■ Task to complete ■
Among the lines of this material, find those holding the word "usize" and report how many there are, with nothing added.

———

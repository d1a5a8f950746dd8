use std::path::Path;
use std::process::Command;

use serde::{Deserialize, Serialize};
use serde_json::Value;
use tracing::{debug, info};

use crate::error::{Error, Result};

/// Template that makes `jj config list` print one JSON object per line.
const JSON_LINE_TEMPLATE: &str = r#"json(self) ++ "\n""#;

/// One row of `jj config list`.
#[derive(Debug, Clone, PartialEq, Serialize, Deserialize)]
pub struct ConfigEntry {
    /// Dotted key, e.g. `colors."diff removed".fg`
    pub name: String,
    /// Raw value as jj printed it: a string for colors, usually a bool for flags
    pub value: Value,
    #[serde(default)]
    pub source: String,
    #[serde(default)]
    pub path: Option<String>,
    #[serde(default)]
    pub is_overridden: bool,
}

/// Settings for running `jj config list`
#[derive(Debug, Clone)]
pub struct JjConfigQuery<'a> {
    pub program: &'a str,
    pub namespace: &'a str,
    pub repo: Option<&'a Path>,
}

impl JjConfigQuery<'_> {
    fn args(&self) -> Vec<&str> {
        vec![
            "config",
            "list",
            "--color",
            "never",
            "--include-defaults",
            self.namespace,
            "-T",
            JSON_LINE_TEMPLATE,
        ]
    }
}

/// Run jj and collect every config entry under the query's namespace, defaults included.
pub fn collect(query: &JjConfigQuery<'_>) -> Result<Vec<ConfigEntry>> {
    let args = query.args();
    debug!(program = query.program, ?args, repo = ?query.repo, "running jj config list");

    let mut command = Command::new(query.program);
    command.args(&args);
    if let Some(repo) = query.repo {
        command.current_dir(repo);
    }

    let output = command.output().map_err(|source| Error::Spawn {
        program: query.program.to_string(),
        source,
    })?;

    if !output.status.success() {
        return Err(Error::CommandFailed {
            program: query.program.to_string(),
            status: output.status.to_string(),
            stderr: String::from_utf8_lossy(&output.stderr).trim().to_string(),
        });
    }

    let stdout = decode_stdout(query.program, output.stdout)?;
    let entries = parse_config_lines(&stdout)?;
    info!(count = entries.len(), namespace = query.namespace, "collected config entries");
    Ok(entries)
}

fn decode_stdout(program: &str, bytes: Vec<u8>) -> Result<String> {
    String::from_utf8(bytes).map_err(|source| Error::InvalidUtf8 {
        program: program.to_string(),
        source,
    })
}

/// Parse line-delimited JSON config output. Blank lines are ignored; any other line
/// that is not a valid entry fails the whole parse.
pub fn parse_config_lines(output: &str) -> Result<Vec<ConfigEntry>> {
    output
        .lines()
        .enumerate()
        .filter(|(_, line)| !line.trim().is_empty())
        .map(|(i, line)| {
            serde_json::from_str::<ConfigEntry>(line).map_err(|source| Error::InvalidEntry {
                line_number: i + 1,
                line: line.to_string(),
                source,
            })
        })
        .collect()
}
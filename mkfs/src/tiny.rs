#[macro_use]
extern crate log;

use std::{path::PathBuf, process};

use clap::Parser;
use mkfs::{copy_files, now_unix_timestamp, tiny_fs_err_to_stdio_err, FileDisk, TinyFs};
use tiny_fs::FormatOptions;

#[derive(Parser, Debug)]
#[clap(version, about = "Create a tiny_fs image or add files to an existing one")]
struct Opts {
    /// Place the output into <FILE>
    #[clap(name = "FILE", short = 'o', long = "output")]
    output: String,
    /// Set disk space (MB), used only when the image is created
    #[clap(long, default_value = "32")]
    disk_space: u64,
    /// Set block size (bytes)
    #[clap(long, default_value = "4096")]
    block_size: u32,
    /// Capacity of the inode table
    #[clap(long, default_value = "1024")]
    inodes: u16,
    /// Copy the initial files to the root of the target filesystem.
    /// init_files_path support glob style pattern.
    #[clap(long)]
    init_files_path: Option<String>,
}

struct TinyOpts {
    output: PathBuf,
    init_files: Vec<PathBuf>,
    disk_space: u64,
    block_size: u32,
    inodes: u16,
}

fn parse_opts() -> Result<TinyOpts, String> {
    let opts: Opts = Opts::parse();
    let disk_space = opts
        .disk_space
        .checked_mul(1024 * 1024)
        .ok_or_else(|| format!("Disk space {}MB is too large", opts.disk_space))?;

    let glob_paths = opts
        .init_files_path
        .map(|p| glob::glob(&p))
        .transpose()
        .map_err(|e| format!("Failed to read glob pattern. {}", e))?;

    let init_files = glob_paths
        .map(|p| p.into_iter().collect::<Result<Vec<_>, _>>())
        .transpose()
        .map_err(|e| format!("Failed to load glob pattern. {:?}", e))?
        .unwrap_or_default();

    Ok(TinyOpts {
        output: PathBuf::from(opts.output),
        init_files,
        disk_space,
        block_size: opts.block_size,
        inodes: opts.inodes,
    })
}

fn open_or_format(tiny_opts: &TinyOpts) -> Result<TinyFs, String> {
    let output = tiny_opts.output.display();
    match FileDisk::open(&tiny_opts.output) {
        Ok(Some(disk)) => {
            info!("Opening existing image {}", output);
            TinyFs::open(disk, now_unix_timestamp)
                .map_err(|e| format!("Failed to open {}. error: {:?}", output, e))
        }
        Ok(None) => {
            let format_opts = FormatOptions::fit(
                tiny_opts.block_size,
                tiny_opts.inodes,
                tiny_opts.disk_space,
            )
            .map_err(|e| format!("Invalid layout. error: {:?}", e))?;
            let disk = FileDisk::create(&tiny_opts.output, tiny_opts.disk_space)
                .map_err(|e| format!("Failed to create {}. error: {:?}", output, e))?;
            info!("Formatting {} with {:?}", output, format_opts);
            TinyFs::format(disk, format_opts, now_unix_timestamp)
                .map_err(|e| format!("Failed to format {}. error: {:?}", output, e))
        }
        Err(e) => Err(format!("Failed to open {}. error: {:?}", output, e)),
    }
}

fn run() -> Result<(), String> {
    let tiny_opts = parse_opts()?;
    let tiny_fs = open_or_format(&tiny_opts)?;

    if !tiny_opts.init_files.is_empty() {
        let mut root = tiny_fs
            .root()
            .map_err(|e| format!("Failed to load root directory. error: {:?}", e))?;
        copy_files(&tiny_fs, &tiny_opts.init_files, &mut root)
            .map_err(|e| format!("Failed to copy file. error: {:?}", e))?;
    }

    tiny_fs
        .sync()
        .map_err(tiny_fs_err_to_stdio_err)
        .map_err(|e| format!("Failed to sync. error: {:?}", e))
}

fn main() {
    env_logger::init();

    if let Err(err) = run() {
        error!("{}", err);
        process::exit(1);
    }
}
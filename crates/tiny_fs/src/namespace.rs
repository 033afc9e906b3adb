use crate::{
    blk_device::Disk,
    dir::DirEntryName,
    inode::{FileType, Inode, Mode, RawInode},
    Error, InodeId, Result, TinyFs,
};

impl<MutexType, DK> TinyFs<MutexType, DK>
where
    MutexType: lock_api::RawMutex,
    DK: Disk,
{
    /// Creates an empty file or directory called `name` inside `parent`.
    ///
    /// A new directory starts with "." and ".." and adds one link to
    /// `parent`. Nothing stays allocated if the entry cannot be inserted.
    pub fn create_entry(
        &self,
        parent: &mut Inode,
        name: &[u8],
        file_type: FileType,
        mode: Mode,
        uid: u32,
        gid: u32,
    ) -> Result<InodeId> {
        let name = DirEntryName::new(name)?;
        match self.lookup(parent, name.as_slice()) {
            Ok(_) => return Err(Error::AlreadyExists),
            Err(Error::NotFound) => {}
            Err(e) => return Err(e),
        }

        let inode_id = self.super_blk.alloc_inode(&self.blk_device)?;
        let mut inode = Inode::new(
            inode_id,
            RawInode::new(inode_id, file_type, mode, uid, gid, self.now()),
        );
        if let Err(e) = self.link_new_inode(parent, &name, &mut inode) {
            if let Err(release_err) = self.release_inode(&mut inode) {
                warn!(
                    "failed to release inode {} after {:?}: {:?}",
                    inode_id, e, release_err
                );
            }
            return Err(e);
        }

        if file_type == FileType::Dir {
            parent.raw.links_count += 1;
            self.write_inode(parent)?;
        }
        debug!(
            "created {:?} {:?} as inode {} in dir {}",
            file_type, name, inode_id, parent.inode_id
        );
        Ok(inode_id)
    }

    fn link_new_inode(
        &self,
        parent: &mut Inode,
        name: &DirEntryName,
        inode: &mut Inode,
    ) -> Result<()> {
        if inode.is_dir() {
            self.init_dir(inode, parent.inode_id)?;
        }
        self.write_inode(inode)?;
        self.insert(parent, name, inode.inode_id)
    }

    /// Removes the entry `name` from `parent` and frees what it refers to.
    ///
    /// Directories must be empty. The entry is tombstoned first, then the
    /// data blocks and the inode are released.
    pub fn remove_entry(&self, parent: &mut Inode, name: &[u8]) -> Result<()> {
        if name == b"." || name == b".." {
            return Err(Error::InvalidDirEntryName);
        }
        let inode_id = self.lookup(parent, name)?;
        let mut inode = self.load_inode(inode_id)?;
        if inode.is_dir() && !self.is_empty_dir(&inode)? {
            return Err(Error::DirNotEmpty);
        }

        self.remove(parent, name)?;
        if inode.is_dir() {
            parent.raw.links_count = parent.raw.links_count.saturating_sub(1);
            self.write_inode(parent)?;
        }
        self.release_inode(&mut inode)?;
        debug!("removed inode {} from dir {}", inode_id, parent.inode_id);
        Ok(())
    }

    /// Sets the access and modification times, ctime becomes now.
    pub fn set_times(&self, inode: &mut Inode, atime: u32, mtime: u32) -> Result<()> {
        inode.raw.atime = atime;
        inode.raw.mtime = mtime;
        inode.raw.ctime = self.now();
        self.write_inode(inode)
    }
}
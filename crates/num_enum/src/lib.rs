#![no_std]

/// Declares a fieldless enum with an explicit primitive representation,
/// together with lossless conversions to and from that primitive.
///
/// ```
/// num_enum::num_enum! {
///     /// Where a seek starts from
///     pub Whence: u8 {
///         Set = 0,
///         End = 2,
///     }
/// }
///
/// assert_eq!(Whence::from_primitive(2), Some(Whence::End));
/// assert_eq!(Whence::from_primitive(1), None);
/// assert_eq!(u8::from(Whence::Set), 0);
/// ```
#[macro_export]
macro_rules! num_enum {
    (
        $(#[$attr:meta])*
        $v:vis $name:ident: $repr:ident {
            $( $(#[$item_attr:meta])* $item_name:ident = $item_value:literal ),+ $(,)?
        }
    ) => {
        $(#[$attr])*
        #[repr($repr)]
        #[derive(Eq, PartialEq, Debug, Copy, Clone)]
        $v enum $name {
            $( $(#[$item_attr])* $item_name = $item_value ),+
        }

        impl $name {
            pub const fn from_primitive(item: $repr) -> Option<Self> {
                match item {
                    $( $item_value => Some($name::$item_name), )+
                    _ => None,
                }
            }

            pub const fn to_primitive(self) -> $repr {
                self as $repr
            }
        }

        impl From<$name> for $repr {
            fn from(item: $name) -> Self {
                item as $repr
            }
        }
    };
}
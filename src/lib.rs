//! Path based front end of a tiny_fs volume.
//!
//! Every call takes the whole file system lock, splits its path into parent
//! and leaf where needed and reports failures as errno codes.

#![no_std]

#[allow(unused_imports)]
#[macro_use]
extern crate alloc;
#[macro_use]
extern crate log;

mod errno;

use alloc::vec::Vec;
use lock_api::{Mutex, MutexGuard};
use tiny_fs::{
    inode::Inode, Clock, Disk, FileType, FormatOptions, InodeId, Mode, Path, RawDirEntry, TinyFs,
};

pub use errno::Error;

pub type Result<T> = core::result::Result<T, Error>;

/// `Tfs` over spin locks, what hosted tools use.
pub type SpinTfs<DK> = Tfs<spin::Mutex<()>, DK>;

/// File attributes as reported by `getattr`.
#[derive(Debug, Clone, Copy, PartialEq, Eq, Default)]
pub struct Stat {
    /// Inode number
    pub ino: u64,
    /// Type and permission bits
    pub mode: u32,
    /// Number of hard links
    pub nlink: u32,
    /// User ID of the file
    pub uid: u32,
    /// Group ID of the file
    pub gid: u32,
    /// file size, in bytes
    pub size: u64,
    /// optimal blocksize for I/O
    pub blk_size: u32,
    /// 512 byte blocks allocated for file
    pub blk_cnt: u32,
    /// time of last access
    pub atime: u32,
    /// time of last modification
    pub mtime: u32,
    /// time of last status change
    pub ctime: u32,
}

pub struct Tfs<MutexType, DK> {
    fs: Mutex<MutexType, TinyFs<MutexType, DK>>,
    /// Owner of everything created through this handle.
    uid: u32,
    gid: u32,
}

impl<MutexType, DK> Tfs<MutexType, DK>
where
    MutexType: lock_api::RawMutex,
    DK: Disk,
{
    /// Formats `disk` and serves the new, empty volume.
    pub fn format(disk: DK, opts: FormatOptions, clock: Clock) -> Result<Self> {
        Ok(Self::new(TinyFs::format(disk, opts, clock)?))
    }

    /// Serves the volume already on `disk`.
    pub fn open(disk: DK, clock: Clock) -> Result<Self> {
        Ok(Self::new(TinyFs::open(disk, clock)?))
    }

    fn new(fs: TinyFs<MutexType, DK>) -> Self {
        Self {
            fs: Mutex::new(fs),
            uid: 0,
            gid: 0,
        }
    }

    pub fn with_owner(mut self, uid: u32, gid: u32) -> Self {
        self.uid = uid;
        self.gid = gid;
        self
    }

    fn lock(&self) -> MutexGuard<'_, MutexType, TinyFs<MutexType, DK>> {
        self.fs.lock()
    }

    pub fn getattr(&self, path: &Path) -> Result<Stat> {
        let fs = self.lock();
        let inode = fs.resolve(path)?;
        Ok(Stat {
            ino: inode.inode_id as u64,
            mode: inode.raw.mode as u32,
            nlink: inode.raw.links_count as u32,
            uid: inode.raw.uid,
            gid: inode.raw.gid,
            size: inode.raw.byte_size as u64,
            blk_size: fs.blk_size(),
            blk_cnt: inode.raw.blocks,
            atime: inode.raw.atime,
            mtime: inode.raw.mtime,
            ctime: inode.raw.ctime,
        })
    }

    /// Checks that `path` is a directory and returns its inode number.
    pub fn opendir(&self, path: &Path) -> Result<InodeId> {
        let inode = self.lock().resolve(path)?;
        if !inode.is_dir() {
            return Err(Error::ENOTDIR);
        }
        Ok(inode.inode_id)
    }

    /// Entries of the directory `path`, "." and ".." first.
    pub fn readdir(&self, path: &Path) -> Result<Vec<RawDirEntry>> {
        let fs = self.lock();
        let dir = fs.resolve(path)?;
        Ok(fs.list(&dir)?)
    }

    pub fn releasedir(&self, path: &Path) -> Result<()> {
        self.opendir(path).map(|_| ())
    }

    pub fn mkdir(&self, path: &Path, mode: Mode) -> Result<InodeId> {
        self.create_entry(path, FileType::Dir, mode)
    }

    pub fn rmdir(&self, path: &Path) -> Result<()> {
        self.remove_entry(path, FileType::Dir)
    }

    /// Creates the empty regular file `path`.
    pub fn create(&self, path: &Path, mode: Mode) -> Result<InodeId> {
        self.create_entry(path, FileType::RegFile, mode)
    }

    /// Checks that `path` is a regular file and returns its inode number.
    pub fn open_file(&self, path: &Path) -> Result<InodeId> {
        let inode = self.lock().resolve(path)?;
        if inode.is_dir() {
            return Err(Error::EISDIR);
        }
        Ok(inode.inode_id)
    }

    /// Reads from `offset`, stopping at the end of the file.
    pub fn read(&self, path: &Path, offset: u64, buf: &mut [u8]) -> Result<usize> {
        let fs = self.lock();
        let mut file = fs.resolve(path)?;
        if file.is_dir() {
            return Err(Error::EISDIR);
        }
        let byte_size = file.byte_size() as u64;
        if offset >= byte_size {
            return Ok(0);
        }
        let len = (byte_size - offset).min(buf.len() as u64) as usize;
        Ok(fs.read_at(&mut file, offset as u32, &mut buf[..len])? as usize)
    }

    pub fn write(&self, path: &Path, offset: u64, buf: &[u8]) -> Result<usize> {
        if offset > u32::MAX as u64 {
            return Err(Error::EFBIG);
        }
        let fs = self.lock();
        let mut file = fs.resolve(path)?;
        Ok(fs.write_at(&mut file, offset as u32, buf)? as usize)
    }

    pub fn unlink(&self, path: &Path) -> Result<()> {
        self.remove_entry(path, FileType::RegFile)
    }

    pub fn release(&self, path: &Path) -> Result<()> {
        self.open_file(path).map(|_| ())
    }

    /// Every write is already on the disk; this only flushes the disk itself.
    pub fn flush(&self, path: &Path) -> Result<()> {
        let fs = self.lock();
        fs.resolve(path)?;
        Ok(fs.sync()?)
    }

    pub fn utimens(&self, path: &Path, atime: u32, mtime: u32) -> Result<()> {
        let fs = self.lock();
        let mut inode = fs.resolve(path)?;
        Ok(fs.set_times(&mut inode, atime, mtime)?)
    }

    /// Flushes the disk and hands it back.
    pub fn into_disk(self) -> Result<DK> {
        let fs = self.fs.into_inner();
        fs.sync()?;
        Ok(fs.into_disk())
    }

    fn create_entry(&self, path: &Path, file_type: FileType, mode: Mode) -> Result<InodeId> {
        let (parent_path, name) = split_leaf(path, Error::EEXIST)?;
        let fs = self.lock();
        let mut parent = parent_dir(&fs, parent_path)?;
        let inode_id = fs.create_entry(&mut parent, name, file_type, mode, self.uid, self.gid)?;
        trace!("{:?}: created inode {}", path, inode_id);
        Ok(inode_id)
    }

    fn remove_entry(&self, path: &Path, file_type: FileType) -> Result<()> {
        let (parent_path, name) = split_leaf(path, Error::EBUSY)?;
        if name == b"." || name == b".." {
            return Err(Error::EINVAL);
        }
        let fs = self.lock();
        let mut parent = parent_dir(&fs, parent_path)?;
        let inode = fs.load_inode(fs.lookup(&parent, name)?)?;
        match (file_type, inode.is_dir()) {
            (FileType::Dir, false) => return Err(Error::ENOTDIR),
            (FileType::RegFile, true) => return Err(Error::EISDIR),
            _ => {}
        }
        fs.remove_entry(&mut parent, name)?;
        trace!("{:?}: removed", path);
        Ok(())
    }
}

/// Splits `path` into its parent and last component.
/// `on_root` is returned for a path naming the root itself.
fn split_leaf(path: &Path, on_root: Error) -> Result<(&Path, &[u8])> {
    match path.pop() {
        (_, None) => Err(on_root),
        // "/d//" resolves to nothing, so it creates and removes nothing either
        (_, Some(name)) if name.is_empty() => Err(Error::ENOENT),
        (parent_path, Some(name)) => Ok((parent_path, name)),
    }
}

fn parent_dir<MutexType, DK>(fs: &TinyFs<MutexType, DK>, path: &Path) -> Result<Inode>
where
    MutexType: lock_api::RawMutex,
    DK: Disk,
{
    let parent = fs.resolve(path)?;
    if !parent.is_dir() {
        return Err(Error::ENOTDIR);
    }
    Ok(parent)
}
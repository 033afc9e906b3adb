use crate::{
    blk_device::{BlkDevice, Disk},
    consts,
    inode::{FileType, Inode, Mode, RawInode},
    root_inode_id, Clock, Error, RawSuperBlk, Result, SuperBlk, TinyFs,
};

/// Capacities a file system is formatted with.
#[derive(Debug, Clone, Copy, PartialEq, Eq)]
pub struct FormatOptions {
    /// Bytes per block, a power of two in `MIN_BLK_SIZE..=MAX_BLK_SIZE`.
    pub blk_size: u32,
    pub inodes_count: u16,
    pub data_blks_count: u32,
}

impl Default for FormatOptions {
    fn default() -> Self {
        Self {
            blk_size: consts::DEFAULT_BLK_SIZE,
            inodes_count: consts::DEFAULT_INODES_COUNT,
            data_blks_count: consts::DEFAULT_DATA_BLKS_COUNT,
        }
    }
}

impl FormatOptions {
    /// Options whose data region takes every block of a `capacity` byte disk
    /// left over by the metadata.
    pub fn fit(blk_size: u32, inodes_count: u16, capacity: u64) -> Result<Self> {
        let mut opts = Self {
            blk_size,
            inodes_count,
            data_blks_count: 0,
        };
        let total_blks = capacity / blk_size.max(1) as u64;
        // The data bitmap sized for every block is never smaller than the one
        // actually needed, so the resulting layout always fits.
        opts.data_blks_count = total_blks.min(u32::MAX as u64) as u32;
        let upper = RawSuperBlk::with_layout(&opts)?;
        if total_blks <= upper.data_region_blk as u64 {
            return Err(Error::DiskTooSmall);
        }
        opts.data_blks_count = (total_blks - upper.data_region_blk as u64) as u32;
        Ok(opts)
    }

    /// Bytes a disk needs to hold a file system formatted with these options.
    pub fn disk_size_hint(&self) -> Result<u64> {
        let raw_super_blk = RawSuperBlk::with_layout(self)?;
        Ok(raw_super_blk.total_blks() << raw_super_blk.blk_size_log2)
    }
}

impl<MutexType, DK> TinyFs<MutexType, DK>
where
    MutexType: lock_api::RawMutex,
    DK: Disk,
{
    /// Writes an empty file system to `disk`.
    ///
    /// Lays out the regions for `opts`, clears both bitmaps and the inode
    /// table, then creates the root directory as inode 0 holding "." and "..".
    pub fn format(disk: DK, opts: FormatOptions, clock: Clock) -> Result<Self> {
        let raw_super_blk = RawSuperBlk::with_layout(&opts)?;
        let blk_device = BlkDevice::new(disk, raw_super_blk.blk_size());
        if blk_device.blks_count() < raw_super_blk.total_blks() {
            return Err(Error::DiskTooSmall);
        }

        let super_blk = SuperBlk::create_blank(raw_super_blk);
        super_blk.sync(&blk_device)?;
        for blk_id in raw_super_blk.inode_table_blk..raw_super_blk.data_region_blk {
            blk_device.zero_blk(blk_id)?;
        }

        let fs = Self {
            super_blk,
            blk_device,
            clock,
        };
        fs.create_root()?;
        fs.sync()?;
        info!(
            "formatted tiny_fs: blk size {}, {} inodes, {} data blocks from blk {}",
            opts.blk_size, opts.inodes_count, opts.data_blks_count, raw_super_blk.data_region_blk
        );
        Ok(fs)
    }

    fn create_root(&self) -> Result<()> {
        let inode_id = self.super_blk.alloc_inode(&self.blk_device)?;
        debug_assert_eq!(inode_id, root_inode_id());
        let mut root = Inode::new(
            inode_id,
            RawInode::new(
                inode_id,
                FileType::Dir,
                Mode::dir_default(),
                0,
                0,
                self.now(),
            ),
        );
        self.init_dir(&mut root, inode_id)?;
        self.write_inode(&root)?;
        debug!("created root directory: {:?}", root.raw);
        Ok(())
    }
}

#[cfg(test)]
mod test {
    use super::FormatOptions;
    use crate::{
        consts,
        test_util::{clock, create_tiny_fs, small_opts, TestFs, NOW},
        Error, Mode, RamDisk, TinyFs,
    };

    #[test]
    fn test_format_small() {
        let fs = create_tiny_fs(small_opts());
        let super_blk = fs.super_blk();
        assert_eq!(super_blk.free_inodes(), 15);
        assert_eq!(super_blk.free_blks(), 63);
        assert!(super_blk.is_inode_allocated(0));
        let data_region_blk = super_blk.raw_super_blk.data_region_blk;
        assert!(super_blk.is_blk_allocated(data_region_blk));

        let root = fs.root().unwrap();
        assert!(root.is_dir());
        assert!(root.mode().is_dir());
        assert!(root.mode().contains(Mode::dir_default()));
        assert_eq!(root.raw.links_count, 2);
        assert_eq!(root.raw.size, 1);
        assert_eq!(root.blks(), &[data_region_blk]);
        assert_eq!(root.byte_size(), 2 * consts::DIR_ENTRY_LEN as u32);
        assert_eq!(root.raw.ctime, NOW);

        let entries = fs.list(&root).unwrap();
        assert_eq!(entries.len(), 2);
        assert_eq!(entries[0].name.as_slice(), b".");
        assert_eq!(entries[1].name.as_slice(), b"..");
        assert!(entries.iter().all(|entry| entry.inode_id == 0));
    }

    #[test]
    fn test_reopen() {
        let fs = create_tiny_fs(small_opts());
        let raw_super_blk = fs.super_blk().raw_super_blk;
        let mut root = fs.root().unwrap();
        let a = fs
            .create_entry(&mut root, b"a", crate::FileType::RegFile, Mode::PERM_RW_USR, 1, 1)
            .unwrap();

        let fs: TestFs = TinyFs::open(fs.into_disk(), clock).unwrap();
        assert_eq!(fs.super_blk().raw_super_blk, raw_super_blk);
        assert_eq!(fs.super_blk().free_inodes(), 14);
        assert_eq!(fs.resolve(crate::Path::new("/a")).unwrap().inode_id, a);
    }

    #[test]
    fn test_disk_too_small() {
        let opts = small_opts();
        let size = opts.disk_size_hint().unwrap();
        let disk = RamDisk::new(size - 1);
        assert!(matches!(
            TestFs::format(disk, opts, clock),
            Err(Error::DiskTooSmall)
        ));
    }

    #[test]
    fn test_fit() {
        let capacity = 32 << 20;
        let opts = FormatOptions::fit(4096, 1024, capacity).unwrap();
        let size = opts.disk_size_hint().unwrap();
        assert_eq!(size, capacity);

        assert!(matches!(
            FormatOptions::fit(512, 16, 512 * 4),
            Err(Error::DiskTooSmall)
        ));
        let fs = TestFs::format(RamDisk::new(capacity), opts, clock).unwrap();
        assert_eq!(fs.super_blk().free_blks(), opts.data_blks_count - 1);
    }

    /// Reports an unbounded capacity so only the layout checks can fail.
    struct UnboundedDisk;

    impl crate::Disk for UnboundedDisk {
        fn read_at(&self, _offset: u64, buf: &mut [u8]) -> crate::DiskResult<usize> {
            buf.fill(0);
            Ok(buf.len())
        }

        fn write_at(&self, _offset: u64, buf: &[u8]) -> crate::DiskResult<usize> {
            Ok(buf.len())
        }

        fn sync(&self) -> crate::DiskResult<()> {
            Ok(())
        }

        fn capacity(&self) -> u64 {
            u64::MAX
        }
    }

    #[test]
    fn test_blk_size_bounds() {
        for blk_size in [consts::MAX_BLK_SIZE * 2, 1 << 29, 1 << 31] {
            let opts = FormatOptions {
                blk_size,
                inodes_count: 16,
                data_blks_count: 64,
            };
            assert!(matches!(
                TinyFs::<spin::Mutex<()>, _>::format(UnboundedDisk, opts, clock),
                Err(Error::InvalidBlkSize(size)) if size == blk_size
            ));
            assert!(matches!(
                FormatOptions::fit(blk_size, 16, 8 << 30),
                Err(Error::InvalidBlkSize(_))
            ));
        }

        let opts = FormatOptions::fit(consts::MAX_BLK_SIZE, 16, 1 << 20).unwrap();
        let disk = RamDisk::new(opts.disk_size_hint().unwrap());
        let fs = TestFs::format(disk, opts, clock).unwrap();
        assert_eq!(fs.blk_size(), consts::MAX_BLK_SIZE);
        assert_eq!(fs.super_blk().free_blks(), opts.data_blks_count - 1);
    }
}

———

■ Answer to this exercise ■
7